To say that diversity in the workplace is important is an understatement. To get the best from a workforce, organisations need to create an environment where individuals feel that they can bring every aspect of themselves to work.
For a company such as State Street, inclusion and diversity goes to the heart of our business. To be a truly client-focused organisation, we need to reflect our clients and their clients too. They need to see State Street as an organisation that is as diverse as they are. And as the world changes, and as investors and their life goals evolve, we need to be in line with such trends.
Whether you’re LGBTQ, a person of colour, or any other traditionally marginalised group, chances are you’ve experienced being reduced to the role of a spectator: a situation that left you feeling as though your contributions weren’t valued because your identity or background differed from those around you. Sometimes such situations occur when a colleague or superior commits what’s known as a ‘micro-aggression’: a casual remark that, however unintentional, reveals unconscious bias or prejudice.
For example, the Human Rights Campaign Foundation recently revealed that more than half (53 percent) of LGBTQ workers report hearing jokes about lesbian or gay people at least once in a while; and 1-in-5 LGBTQ workers report having been told, or had co-workers imply, that they should dress in a more feminine or masculine manner.
When micro-aggressions or other forms of exclusion happen in the workplace, it’s not just bad for the individuals involved – it’s bad for business. For example, the minute you tell someone that you don’t care who they are, you render them less relevant, perhaps even invisible. It’s actually better to show that you care about and recognise a person’s unique background and experience. That’s part of what makes a workplace feel inclusive; true inclusiveness means valuing differences even as you seek common ground. And, when an employee feels included in a workplace, it can bolster performance.
It is clear that although businesses are making progress in emphasising diversity in their hiring and promotion practices, true inclusion – the kind that can’t be measured by headcounts – remains a challenge. So how do we address it? Unfortunately, acceptance and recognition cannot happen overnight, but companies can take necessary steps to help foster an inclusive workforce.
Back to basics
It’s important for companies to have both formal training and informal, honest discussions about what it means to be inclusive, to value differences and treat others with respect and dignity.
We’ve all seen research demonstrating consistent outperformance of groups that include colleagues with varied expertise, backgrounds and perspectives. So while the business case is clear, the concept of strong LGBTQ role models – or allies – is critically important to effectively embed inclusion and diversity into the fabric and culture of our organisations.
However, a culture of allies has to reach all the way to the top of the organisation to be truly effective – visibility is key. Employees must feel that there is a cohort of strong allies, to allow them to be more confident about being out in the workplace. After all, it’s not just the responsibility of LGBTQ people to create a workplace culture that is inclusive of everyone.
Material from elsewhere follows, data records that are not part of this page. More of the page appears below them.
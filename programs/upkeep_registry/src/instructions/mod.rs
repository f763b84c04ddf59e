mod get_active_upkeep_count;
mod initialize;
mod register_upkeep;

pub use get_active_upkeep_count::*;
pub use initialize::*;
pub use register_upkeep::*;
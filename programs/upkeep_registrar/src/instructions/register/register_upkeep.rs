use anchor_lang::prelude::*;
use anchor_spl::token_interface::{Mint, TokenAccount, TokenInterface};
use upkeep_registry::RegisteredUpkeep;

use super::intake::{process_registration, Intake, IntakePlan};
use crate::{
    constants::VAULT_SEED,
    error::RegistrarError,
    escrow::Escrow,
    state::{AutoApproveAllowlist, Config, RegistrationParams},
};
// Nested accounts need their generated client modules in scope
use crate::instructions::registry_accounts::*;

/// Pull path: the signer's tokens are moved into escrow by this instruction.
pub fn register_upkeep(
    ctx: Context<RegisterUpkeep>,
    params: RegistrationParams,
) -> Result<RegisteredUpkeep> {
    let sender = ctx.accounts.sender.key();

    // 0. Screen the request before any funds move
    let plan = IntakePlan::new(
        &ctx.accounts.config,
        &ctx.accounts.allowlist,
        &params,
        &sender,
    )?;

    // 1. Escrow the funding
    let escrow = Escrow::new(
        &ctx.accounts.vault,
        &ctx.accounts.funding_mint,
        &ctx.accounts.config,
        &ctx.accounts.token_program,
    );
    escrow.pull(
        ctx.accounts.sender_token_account.to_account_info(),
        ctx.accounts.sender.to_account_info(),
        params.amount,
    )?;

    let registry = ctx.accounts.registry.adapter(
        &ctx.accounts.config,
        ctx.accounts.sender.to_account_info(),
        ctx.accounts.system_program.to_account_info(),
    )?;

    process_registration(
        Intake {
            config: &mut ctx.accounts.config,
            pending_request: &ctx.accounts.pending_request,
            escrow,
            registry,
            payer: ctx.accounts.sender.to_account_info(),
            system_program: ctx.accounts.system_program.to_account_info(),
        },
        plan,
        params,
        sender,
    )
}

#[derive(Accounts)]
pub struct RegisterUpkeep<'info> {
    #[account(mut)]
    pub sender: Signer<'info>,

    #[account(
        mut,
        token::mint = funding_mint,
        token::authority = sender,
        token::token_program = token_program,
    )]
    pub sender_token_account: Box<InterfaceAccount<'info, TokenAccount>>,

    #[account(
        mut,
        seeds = [Config::PREFIX_SEED],
        bump = config.bump,
    )]
    pub config: Box<Account<'info, Config>>,

    #[account(
        seeds = [AutoApproveAllowlist::PREFIX_SEED],
        bump,
    )]
    pub allowlist: Box<Account<'info, AutoApproveAllowlist>>,

    #[account(address = config.funding_mint @ RegistrarError::InvalidFundingMint)]
    pub funding_mint: Box<InterfaceAccount<'info, Mint>>,

    #[account(
        mut,
        seeds = [VAULT_SEED],
        bump = config.vault_bump,
    )]
    pub vault: Box<InterfaceAccount<'info, TokenAccount>>,

    /// CHECK: PDA of the request commitment, validated in the handler
    #[account(mut)]
    pub pending_request: UncheckedAccount<'info>,

    pub registry: RegistryAccounts<'info>,

    pub token_program: Interface<'info, TokenInterface>,

    pub system_program: Program<'info, System>,
}
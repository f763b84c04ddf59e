use anchor_lang::prelude::*;
use upkeep_registry::RegisteredUpkeep;

use crate::{
    commitment::Commitment,
    escrow::Escrow,
    events::{RegistrationApproved, RegistrationRequested},
    pending_store::PendingRequestStore,
    registry_adapter::RegistryAdapter,
    security::validation,
    state::{ApprovalParams, AutoApproveAllowlist, Config, RegistrationParams},
};

#[derive(Debug, Clone, Copy, PartialEq, Eq)]
pub enum IntakeRoute {
    Admit,
    Queue,
}

/// Outcome of screening a request. Built before any funds move, so caller
/// errors never leave escrow behind.
#[derive(Debug, Clone, Copy, PartialEq, Eq)]
pub struct IntakePlan {
    pub hash: Commitment,
    pub route: IntakeRoute,
}

impl IntakePlan {
    pub fn new(
        config: &Config,
        allowlist: &AutoApproveAllowlist,
        params: &RegistrationParams,
        sender: &Pubkey,
    ) -> Result<Self> {
        validation::validate_registration(params, config.min_funding_amount)?;

        let route = if config.should_auto_approve(allowlist.is_allowed(sender)) {
            IntakeRoute::Admit
        } else {
            IntakeRoute::Queue
        };
        Ok(Self {
            hash: params.commitment(),
            route,
        })
    }
}

/// Everything an intake needs once funding sits in escrow.
pub struct Intake<'a, 'info> {
    pub config: &'a mut Config,
    pub pending_request: &'a AccountInfo<'info>,
    pub escrow: Escrow<'info>,
    pub registry: RegistryAdapter<'info>,
    pub payer: AccountInfo<'info>,
    pub system_program: AccountInfo<'info>,
}

/// Shared tail of both intake paths. Admits the upkeep right away when the
/// plan says so, otherwise queues the escrowed funding under the request
/// commitment. Returns the default (unregistered) value when queued.
pub fn process_registration(
    intake: Intake<'_, '_>,
    plan: IntakePlan,
    params: RegistrationParams,
    sender: Pubkey,
) -> Result<RegisteredUpkeep> {
    // 1. Bind the pending slot for this commitment
    let store = PendingRequestStore::open(intake.pending_request, plan.hash)?;

    RegistrationRequested::emit_event(plan.hash, &params, sender)?;

    // 2. Queue
    if plan.route == IntakeRoute::Queue {
        let balance = store.deposit(
            params.admin,
            params.amount,
            &intake.payer,
            &intake.system_program,
        )?;
        msg!("Registration queued, escrowed balance {}", balance);
        return Ok(RegisteredUpkeep::default());
    }

    // 3. Admit with the funding that came with this request
    let registered = intake
        .registry
        .admit(&intake.escrow, ApprovalParams::from(&params), params.amount)?;
    intake.config.record_auto_approval()?;

    msg!(
        "Upkeep {} auto-approved ({} of {})",
        registered.upkeep_id,
        intake.config.approved_count,
        intake.config.auto_approve_max_allowed
    );
    RegistrationApproved::emit_event(
        plan.hash,
        params.name,
        registered.upkeep_id,
        registered.forwarder,
    )?;
    Ok(registered)
}

#[cfg(test)]
mod tests {
    use super::*;
    use crate::{error::RegistrarError, state::AutoApproveMode};

    const MIN_FUNDING: u64 = 1_000_000_000_000_000_000;

    fn config(mode: AutoApproveMode, max_allowed: u32) -> Config {
        Config {
            authority: Pubkey::new_unique(),
            auto_approve_mode: mode,
            auto_approve_max_allowed: max_allowed,
            registry: Pubkey::new_unique(),
            min_funding_amount: MIN_FUNDING,
            funding_mint: Pubkey::new_unique(),
            ..Default::default()
        }
    }

    fn params(amount: u64) -> RegistrationParams {
        RegistrationParams {
            name: "SampleUpkeep".to_string(),
            encrypted_email: vec![],
            target: Pubkey::new_unique(),
            gas_limit: 100_000,
            admin: Pubkey::new_unique(),
            check_data: vec![0x00],
            offchain_config: vec![0x01, 0x23, 0x45, 0x67],
            amount,
        }
    }

    fn empty_allowlist() -> AutoApproveAllowlist {
        AutoApproveAllowlist { senders: vec![] }
    }

    #[test]
    fn underfunded_request_is_rejected_before_routing() {
        let config = config(AutoApproveMode::EnabledAll, 10);
        let sender = Pubkey::new_unique();
        assert_eq!(
            IntakePlan::new(&config, &empty_allowlist(), &params(100_000_000_000_000_000), &sender)
                .unwrap_err(),
            RegistrarError::InsufficientPayment.into()
        );
    }

    #[test]
    fn zero_admin_is_rejected_before_routing() {
        let config = config(AutoApproveMode::EnabledAll, 10);
        let mut params = params(MIN_FUNDING);
        params.admin = Pubkey::default();
        assert_eq!(
            IntakePlan::new(&config, &empty_allowlist(), &params, &Pubkey::new_unique())
                .unwrap_err(),
            RegistrarError::InvalidAdminAddress.into()
        );
    }

    #[test]
    fn plan_carries_the_request_commitment() {
        let config = config(AutoApproveMode::Disabled, 0);
        let params = params(MIN_FUNDING);
        let plan =
            IntakePlan::new(&config, &empty_allowlist(), &params, &Pubkey::new_unique()).unwrap();
        assert_eq!(plan.hash, params.commitment());
        assert_eq!(plan.route, IntakeRoute::Queue);
    }

    #[test]
    fn enabled_all_admits_until_the_ceiling() {
        let mut config = config(AutoApproveMode::EnabledAll, 2);
        let sender = Pubkey::new_unique();

        for _ in 0..2 {
            let plan = IntakePlan::new(&config, &empty_allowlist(), &params(MIN_FUNDING), &sender)
                .unwrap();
            assert_eq!(plan.route, IntakeRoute::Admit);
            config.record_auto_approval().unwrap();
        }
        assert_eq!(config.approved_count, 2);

        let plan =
            IntakePlan::new(&config, &empty_allowlist(), &params(MIN_FUNDING), &sender).unwrap();
        assert_eq!(plan.route, IntakeRoute::Queue);
        // Queueing leaves the counter alone
        assert_eq!(config.approved_count, 2);
    }

    #[test]
    fn allowlisting_a_sender_affects_only_new_intakes() {
        let config = config(AutoApproveMode::EnabledSenderAllowlist, 10);
        let sender = Pubkey::new_unique();
        let mut allowlist = empty_allowlist();

        let first = params(MIN_FUNDING);
        let queued = IntakePlan::new(&config, &allowlist, &first, &sender).unwrap();
        assert_eq!(queued.route, IntakeRoute::Queue);

        allowlist.set(sender, true).unwrap();
        let second = params(MIN_FUNDING);
        let admitted = IntakePlan::new(&config, &allowlist, &second, &sender).unwrap();
        assert_eq!(admitted.route, IntakeRoute::Admit);

        // Distinct requests, so the queued entry keeps its own slot
        assert_ne!(queued.hash, admitted.hash);
    }
}
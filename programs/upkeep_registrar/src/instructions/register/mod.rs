mod intake;
mod on_token_transfer;
mod register_upkeep;

pub use intake::*;
pub use on_token_transfer::*;
pub use register_upkeep::*;
//! Commitment over the immutable part of a registration request.
//!
//! The digest is SHA-256 over
//!
//! ```text
//! target          32 bytes
//! gas_limit        4 bytes  u32, big-endian
//! admin           32 bytes
//! check_data_len   4 bytes  u32, big-endian
//! check_data       check_data_len bytes
//! ```
//!
//! Funding amount, sender, name, offchain config and encrypted email are not
//! committed, so repeat submissions accumulate under one key and the offchain
//! config can be refreshed at approval time.

use anchor_lang::prelude::*;
use anchor_lang::solana_program::hash::Hasher;

pub const COMMITMENT_SIZE: usize = 32;

pub type Commitment = [u8; COMMITMENT_SIZE];

pub fn compute_commitment(
    target: &Pubkey,
    gas_limit: u32,
    admin: &Pubkey,
    check_data: &[u8],
) -> Commitment {
    let mut hasher = Hasher::default();
    hasher.hash(target.as_ref());
    hasher.hash(&gas_limit.to_be_bytes());
    hasher.hash(admin.as_ref());
    // check_data arrives in instruction data, far shorter than u32::MAX
    hasher.hash(&(check_data.len() as u32).to_be_bytes());
    hasher.hash(check_data);
    hasher.result().to_bytes()
}
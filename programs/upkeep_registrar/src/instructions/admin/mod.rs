mod initialize;
mod ownership;
mod set_auto_approve_allowed_sender;
mod set_registration_config;

pub use initialize::*;
pub use ownership::*;
pub use set_auto_approve_allowed_sender::*;
pub use set_registration_config::*;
The more leaders become aware of diversity issues, including micro-aggressions and unconscious biases, the better equipped they will be to foster inclusion and more effectively lead diverse teams.
I’ve experienced first-hand the positive effects that a mentor or role model can have on career development. It made me realise that we need to embed the concept of allies into our inclusion programme.
The State Street Global Ally Programme is about raising awareness and educating all of our employees about our LGBTQ community, while supporting our LGBTQ employees and creating a workplace of equality. It has encouraged our senior managers to be vocal, visible LGBTQ allies.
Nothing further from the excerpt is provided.